• _What the task asks_:
Your task is to repeat exactly the lines below between the line holding "let day = doy - (153 * mp + 2) / 5 + 1;" and the line holding "std::time::SystemTime::now()", inclusive, and only those.

• _Data excerpts_:
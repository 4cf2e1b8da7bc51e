//! Log file naming and expiry. One flat directory per stack, one dated file
//! per service: `api-260825.log`, rotated to `api-260825-14.log` (hour) or
//! `api-260825-14.37.log` when a same-hour rotation already exists.

use std::path::{Path, PathBuf};

pub fn current_log_name(service: &str) -> String {
	format!("{}-{}.log", service, today_yymmdd())
}

pub fn rotated_log_name(log_dir: &Path, service: &str) -> String {
	let (date, hour, minute) = now_parts();
	let candidate = format!("{}-{}-{}.log", service, date, hour);
	if log_dir.join(&candidate).exists() {
		format!("{}-{}-{}.{}.log", service, date, hour, minute)
	} else {
		candidate
	}
}

/// Extracts `(yy, mm, dd)` from a log file name produced above.
pub fn parse_log_date(filename: &str) -> Option<(u32, u32, u32)> {
	let stem = filename.strip_suffix(".log")?;
	let date_part = stem
		.split('-')
		.find(|part| part.len() == 6 && part.chars().all(|c| c.is_ascii_digit()))?;
	let year: u32 = date_part[..2].parse().ok()?;
	let month: u32 = date_part[2..4].parse().ok()?;
	let day: u32 = date_part[4..].parse().ok()?;
	if !(1..=12).contains(&month) || !(1..=31).contains(&day) {
		return None;
	}
	Some((year, month, day))
}

/// Deletes log files older than `max_age_days` and, past `max_files` per
/// service, the oldest by modification time. Zero disables either limit.
pub fn expire_logs(log_dir: &Path, max_age_days: u32, max_files: u32) {
	let entries = match std::fs::read_dir(log_dir) {
		Ok(e) => e,
		Err(_) => return,
	};

	let mut per_service: std::collections::HashMap<String, Vec<PathBuf>> =
		std::collections::HashMap::new();

	for entry in entries.flatten() {
		let path = entry.path();
		if path.extension().and_then(|e| e.to_str()) != Some("log") {
			continue;
		}
		let name = match path.file_name().and_then(|n| n.to_str()) {
			Some(n) => n.to_string(),
			None => continue,
		};

		if max_age_days > 0 {
			if let Some((y, m, d)) = parse_log_date(&name) {
				let cutoff = now_epoch().saturating_sub(max_age_days as u64 * 86400);
				if date_to_epoch(y, m, d) < cutoff {
					let _ = std::fs::remove_file(&path);
					continue;
				}
			}
		}

		per_service.entry(service_from_log_name(&name)).or_default().push(path);
	}

	if max_files == 0 {
		return;
	}
	for (_, mut files) in per_service {
		if files.len() <= max_files as usize {
			continue;
		}
		files.sort_by_key(|p| p.metadata().and_then(|m| m.modified()).ok());
		let excess = files.len() - max_files as usize;
		for path in files.iter().take(excess) {
			let _ = std::fs::remove_file(path);
		}
	}
}

/// Everything before the date token, so `voice-agent-260214-09.log` groups
/// under `voice-agent`.
fn service_from_log_name(name: &str) -> String {
	let stem = name.strip_suffix(".log").unwrap_or(name);
	let parts: Vec<&str> = stem.split('-').collect();
	let date_idx = parts
		.iter()
		.position(|part| part.len() == 6 && part.chars().all(|c| c.is_ascii_digit()));
	match date_idx {
		Some(i) if i > 0 => parts[..i].join("-"),
		_ => stem.to_string(),
	}
}

/// Civil-from-days conversion (proleptic Gregorian), no external time crate.
pub fn secs_to_datetime(secs: u64) -> (u32, u32, u32, u32, u32) {
	let days = (secs / 86400) as i64;
	let rem = secs % 86400;
	let hour = (rem / 3600) as u32;
	let minute = ((rem % 3600) / 60) as u32;

	let z = days + 719468;
	let era = if z >= 0 { z } else { z - 146096 } / 146097;
	let doe = (z - era * 146097) as u32;
	let yoe = (doe - doe / 1460 + doe / 36524 - doe / 146096) / 365;
	let year = yoe as i64 + era * 400;
	let doy = doe - (365 * yoe + yoe / 4 - yoe / 100);
	let mp = (5 * doy + 2) / 153;
	let day = doy - (153 * mp + 2) / 5 + 1;
	let month = if mp < 10 { mp + 3 } else { mp - 9 };
	let year = if month <= 2 { year + 1 } else { year };

	(year as u32, month, day, hour, minute)
}

fn date_to_epoch(yy: u32, month: u32, day: u32) -> u64 {
	let year = (2000 + yy) as i64;
	let m = month as i64;
	let d = day as i64;

	let y = if m <= 2 { year - 1 } else { year };
	let mp = if m <= 2 { m + 9 } else { m - 3 };
	let era = if y >= 0 { y } else { y - 399 } / 400;
	let yoe = y - era * 400;
	let doy = (153 * mp + 2) / 5 + d - 1;
	let doe = yoe * 365 + yoe / 4 - yoe / 100 + doy;
	let days = era * 146097 + doe - 719468;
	(days * 86400) as u64
}

fn now_epoch() -> u64 {
	std::time::SystemTime::now()
		.duration_since(std::time::UNIX_EPOCH)
		.map(|d| d.as_secs())
		.unwrap_or(0)
}

fn today_yymmdd() -> String {
	let (year, month, day, _, _) = secs_to_datetime(now_epoch());
	format!("{:02}{:02}{:02}", year % 100, month, day)
}

fn now_parts() -> (String, String, String) {
	let (year, month, day, hour, minute) = secs_to_datetime(now_epoch());
	(
		format!("{:02}{:02}{:02}", year % 100, month, day),
		format!("{:02}", hour),
		format!("{:02}", minute),
	)
}

#[cfg(test)]
mod tests {
	use super::*;

	#[test]
	fn current_name_format() {
		let name = current_log_name("api");
		assert!(name.starts_with("api-"));
		assert!(name.ends_with(".log"));
	}

	#[test]
	fn parses_log_dates() {
		assert_eq!(parse_log_date("api-260214.log"), Some((26, 2, 14)));
		assert_eq!(parse_log_date("voice-agent-260214-09.log"), Some((26, 2, 14)));
		assert_eq!(parse_log_date("voice-agent-260214-09.47.log"), Some((26, 2, 14)));
		assert_eq!(parse_log_date("notalog.txt"), None);
		assert_eq!(parse_log_date("api-999999.log"), None);
	}

	#[test]
	fn groups_by_service_name() {
		assert_eq!(service_from_log_name("api-260214.log"), "api");
		assert_eq!(service_from_log_name("voice-agent-260214-09.log"), "voice-agent");
		assert_eq!(service_from_log_name("weird.log"), "weird");
	}

	#[test]
	fn civil_date_roundtrip() {
		let (y, m, d, h, min) = secs_to_datetime(1771027200);
		assert_eq!((y, m, d, h, min), (2026, 2, 14, 0, 0));
		assert_eq!(date_to_epoch(26, 2, 14), 1771027200);
	}

	#[test]
	fn expiry_by_count() {
		let dir = std::env::temp_dir().join("stackrun-logs-expiry-count");
		let _ = std::fs::remove_dir_all(&dir);
		std::fs::create_dir_all(&dir).unwrap();
		for i in 0..4 {
			std::fs::write(dir.join(format!("api-2602{:02}.log", 10 + i)), "x").unwrap();
		}
		std::fs::write(dir.join("voice-260210.log"), "x").unwrap();

		expire_logs(&dir, 0, 2);

		let api_count = std::fs::read_dir(&dir)
			.unwrap()
			.flatten()
			.filter(|e| e.file_name().to_string_lossy().starts_with("api-"))
			.count();
		assert_eq!(api_count, 2);
		assert!(dir.join("voice-260210.log").exists());
		let _ = std::fs::remove_dir_all(&dir);
	}

	#[test]
	fn expiry_by_age() {
		let dir = std::env::temp_dir().join("stackrun-logs-expiry-age");
		let _ = std::fs::remove_dir_all(&dir);
		std::fs::create_dir_all(&dir).unwrap();
		std::fs::write(dir.join("api-200101.log"), "x").unwrap();
		let fresh = current_log_name("api");
		std::fs::write(dir.join(&fresh), "x").unwrap();

		expire_logs(&dir, 7, 0);

		assert!(!dir.join("api-200101.log").exists());
		assert!(dir.join(&fresh).exists());
		let _ = std::fs::remove_dir_all(&dir);
	}
}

• _Reply to the task_:
	let day = doy - (153 * mp + 2) / 5 + 1;
	let month = if mp < 10 { mp + 3 } else { mp - 9 };
	let year = if month <= 2 { year + 1 } else { year };

	(year as u32, month, day, hour, minute)
}

fn date_to_epoch(yy: u32, month: u32, day: u32) -> u64 {
	let year = (2000 + yy) as i64;
	let m = month as i64;
	let d = day as i64;

	let y = if m <= 2 { year - 1 } else { year };
	let mp = if m <= 2 { m + 9 } else { m - 3 };
	let era = if y >= 0 { y } else { y - 399 } / 400;
	let yoe = y - era * 400;
	let doy = (153 * mp + 2) / 5 + d - 1;
	let doe = yoe * 365 + yoe / 4 - yoe / 100 + doy;
	let days = era * 146097 + doe - 719468;
	(days * 86400) as u64
}

fn now_epoch() -> u64 {
	std::time::SystemTime::now()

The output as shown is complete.